This week trade ministers from around the world will gather to engage once again in the Doha Round of talks which, for all the initial hopes it represented, simply has not delivered. If global trade is to drive development and prosperity as strongly this century as it did in the last, we need to write a new chapter for the World Trade Organisation that reflects today’s economic realities. It is time for the world to free itself of the strictures of Doha.
While these talks have drifted, other efforts have raced ahead. Leading a group of 12 nations, the US recently concluded the Trans-Pacific Partnership, which raises standards and tackles emerging issues across nearly 40 per cent of the global economy. Meanwhile, the US and the EU are moving forward with the world’s largest bilateral agreement. Trade initiatives outside the WTO have become the norm, with hundreds of agreements signed by scores of countries since Doha was launched.

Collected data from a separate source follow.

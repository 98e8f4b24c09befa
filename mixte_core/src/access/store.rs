//! Key/value storage behind the session record.
//!
//! - [`MemoryStore`] keeps values in a map (tests, ephemeral sessions)
//! - [`FileStore`] persists a JSON object on disk with atomic saves and an
//!   advisory lock (native only)
//!
//! The GUI provides a browser `localStorage` implementation on wasm32.

use std::collections::HashMap;

use crate::errors::CalcResult;

/// String values by key, the shape of browser local storage
pub trait SessionStore {
    /// `None` when the key is absent
    fn get(&self, key: &str) -> CalcResult<Option<String>>;

    fn set(&mut self, key: &str, value: &str) -> CalcResult<()>;

    /// Removing an absent key is not an error
    fn remove(&mut self, key: &str) -> CalcResult<()>;
}

#[derive(Debug, Clone, Default)]
pub struct MemoryStore {
    values: HashMap<String, String>,
}

impl SessionStore for MemoryStore {
    fn get(&self, key: &str) -> CalcResult<Option<String>> {
        Ok(self.values.get(key).cloned())
    }

    fn set(&mut self, key: &str, value: &str) -> CalcResult<()> {
        self.values.insert(key.to_string(), value.to_string());
        Ok(())
    }

    fn remove(&mut self, key: &str) -> CalcResult<()> {
        self.values.remove(key);
        Ok(())
    }
}

#[cfg(not(target_arch = "wasm32"))]
pub use file::FileStore;

#[cfg(not(target_arch = "wasm32"))]
mod file {
    use std::collections::BTreeMap;
    use std::fs::{self, File, OpenOptions};
    use std::io::Write;
    use std::path::{Path, PathBuf};

    use fs2::FileExt;

    use super::SessionStore;
    use crate::errors::{CalcError, CalcResult};

    /// JSON object file, one entry per key.
    ///
    /// Writes go through `<file>.tmp` then a rename, under an exclusive
    /// lock held on `<file>.lock`.
    #[derive(Debug, Clone)]
    pub struct FileStore {
        path: PathBuf,
    }

    impl FileStore {
        pub fn new(path: impl Into<PathBuf>) -> Self {
            Self { path: path.into() }
        }

        pub fn path(&self) -> &Path {
            &self.path
        }

        fn read_all(&self) -> CalcResult<BTreeMap<String, String>> {
            if !self.path.exists() {
                return Ok(BTreeMap::new());
            }
            let contents = fs::read_to_string(&self.path)
                .map_err(|e| CalcError::file_error("read", self.path.display().to_string(), e.to_string()))?;
            if contents.trim().is_empty() {
                return Ok(BTreeMap::new());
            }
            serde_json::from_str(&contents).map_err(|e| CalcError::SerializationError {
                reason: format!("Invalid JSON in {}: {}", self.path.display(), e),
            })
        }

        fn update(&self, change: impl FnOnce(&mut BTreeMap<String, String>)) -> CalcResult<()> {
            if let Some(parent) = self.path.parent().filter(|p| !p.as_os_str().is_empty()) {
                fs::create_dir_all(parent).map_err(|e| {
                    CalcError::file_error("create directory", parent.display().to_string(), e.to_string())
                })?;
            }
            let _lock = StoreLock::acquire(&self.path)?;
            // A corrupt file is replaced rather than kept
            let mut values = self.read_all().unwrap_or_default();
            change(&mut values);
            write_atomic(&self.path, &serde_json::to_string_pretty(&values)?)
        }
    }

    impl SessionStore for FileStore {
        fn get(&self, key: &str) -> CalcResult<Option<String>> {
            Ok(self.read_all()?.remove(key))
        }

        fn set(&mut self, key: &str, value: &str) -> CalcResult<()> {
            self.update(|values| {
                values.insert(key.to_string(), value.to_string());
            })
        }

        fn remove(&mut self, key: &str) -> CalcResult<()> {
            if !self.path.exists() {
                return Ok(());
            }
            self.update(|values| {
                values.remove(key);
            })
        }
    }

    /// OS-level exclusive lock, released when dropped
    struct StoreLock {
        _file: File,
    }

    impl StoreLock {
        fn acquire(path: &Path) -> CalcResult<Self> {
            let lock_path = sibling(path, "lock");
            let file = OpenOptions::new()
                .write(true)
                .create(true)
                .truncate(false)
                .open(&lock_path)
                .map_err(|e| CalcError::file_error("create lock", lock_path.display().to_string(), e.to_string()))?;
            file.try_lock_exclusive()
                .map_err(|_| CalcError::file_locked(path.display().to_string()))?;
            Ok(Self { _file: file })
        }
    }

    /// `session.json` -> `session.json.<suffix>`
    fn sibling(path: &Path, suffix: &str) -> PathBuf {
        let mut sibling = path.to_path_buf();
        let extension = sibling
            .extension()
            .map(|e| format!("{}.{}", e.to_string_lossy(), suffix))
            .unwrap_or_else(|| suffix.to_string());
        sibling.set_extension(extension);
        sibling
    }

    fn write_atomic(path: &Path, contents: &str) -> CalcResult<()> {
        let tmp_path = sibling(path, "tmp");

        let mut tmp_file = File::create(&tmp_path).map_err(|e| {
            CalcError::file_error("create temp file", tmp_path.display().to_string(), e.to_string())
        })?;
        tmp_file.write_all(contents.as_bytes()).map_err(|e| {
            CalcError::file_error("write temp file", tmp_path.display().to_string(), e.to_string())
        })?;
        tmp_file.sync_all().map_err(|e| {
            CalcError::file_error("sync temp file", tmp_path.display().to_string(), e.to_string())
        })?;

        fs::rename(&tmp_path, path).map_err(|e| {
            let _ = fs::remove_file(&tmp_path);
            CalcError::file_error("rename to final", path.display().to_string(), e.to_string())
        })
    }

    #[cfg(test)]
    mod tests {
        use super::*;

        #[test]
        fn test_sibling_paths() {
            let path = Path::new("/data/mixte/session.json");
            assert_eq!(sibling(path, "lock"), Path::new("/data/mixte/session.json.lock"));
            assert_eq!(sibling(Path::new("/data/session"), "tmp"), Path::new("/data/session.tmp"));
        }

        #[test]
        fn test_set_get_remove() {
            let dir = tempfile::tempdir().unwrap();
            let mut store = FileStore::new(dir.path().join("nested").join("session.json"));

            assert_eq!(store.get("cm_session").unwrap(), None);
            store.set("cm_session", "{\"a\":1}").unwrap();
            store.set("other", "x").unwrap();
            assert_eq!(store.get("cm_session").unwrap().as_deref(), Some("{\"a\":1}"));

            store.remove("cm_session").unwrap();
            assert_eq!(store.get("cm_session").unwrap(), None);
            assert_eq!(store.get("other").unwrap().as_deref(), Some("x"));
        }

        #[test]
        fn test_atomic_save_leaves_no_tmp_file() {
            let dir = tempfile::tempdir().unwrap();
            let path = dir.path().join("session.json");
            let mut store = FileStore::new(&path);
            store.set("k", "v").unwrap();
            assert!(path.exists());
            assert!(!sibling(&path, "tmp").exists());
        }

        #[test]
        fn test_values_survive_a_new_handle() {
            let dir = tempfile::tempdir().unwrap();
            let path = dir.path().join("session.json");
            FileStore::new(&path).set("k", "v").unwrap();
            assert_eq!(FileStore::new(&path).get("k").unwrap().as_deref(), Some("v"));
        }

        #[test]
        fn test_corrupt_file_reads_as_error_and_is_replaced() {
            let dir = tempfile::tempdir().unwrap();
            let path = dir.path().join("session.json");
            fs::write(&path, "not json").unwrap();
            let mut store = FileStore::new(&path);
            assert_eq!(store.get("k").unwrap_err().error_code(), "SERIALIZATION_ERROR");
            store.set("k", "v").unwrap();
            assert_eq!(store.get("k").unwrap().as_deref(), Some("v"));
        }

        #[test]
        fn test_lock_is_exclusive() {
            let dir = tempfile::tempdir().unwrap();
            let path = dir.path().join("session.json");
            let held = StoreLock::acquire(&path).unwrap();
            let err = FileStore::new(&path).set("k", "v").unwrap_err();
            assert_eq!(err.error_code(), "FILE_LOCKED");
            drop(held);
            assert!(FileStore::new(&path).set("k", "v").is_ok());
        }

        #[test]
        fn test_remove_on_missing_file_is_noop() {
            let dir = tempfile::tempdir().unwrap();
            let mut store = FileStore::new(dir.path().join("session.json"));
            store.remove("cm_session").unwrap();
            assert!(!store.path().exists());
        }
    }
}

#[cfg(test)]
mod tests {
    use super::*;

    #[test]
    fn test_memory_store() {
        let mut store = MemoryStore::default();
        assert_eq!(store.get("k").unwrap(), None);
        store.set("k", "v").unwrap();
        assert_eq!(store.get("k").unwrap().as_deref(), Some("v"));
        store.remove("k").unwrap();
        store.remove("k").unwrap();
        assert_eq!(store.get("k").unwrap(), None);
    }
}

Experience, however, suggests that the WTO can deliver with pragmatic approaches. Ratification of the Trade Facilitation Agreement, which would benefit developing countries even more than rich ones by streamlining the flow of goods across borders, is within reach. An expansion of the Information Technology Agreement promises to eliminate hundreds of tariffs on $1tn of technology products, from MRI machines to semiconductors. Also encouraging is progress on an agreement that would liberalise trade in environmental goods.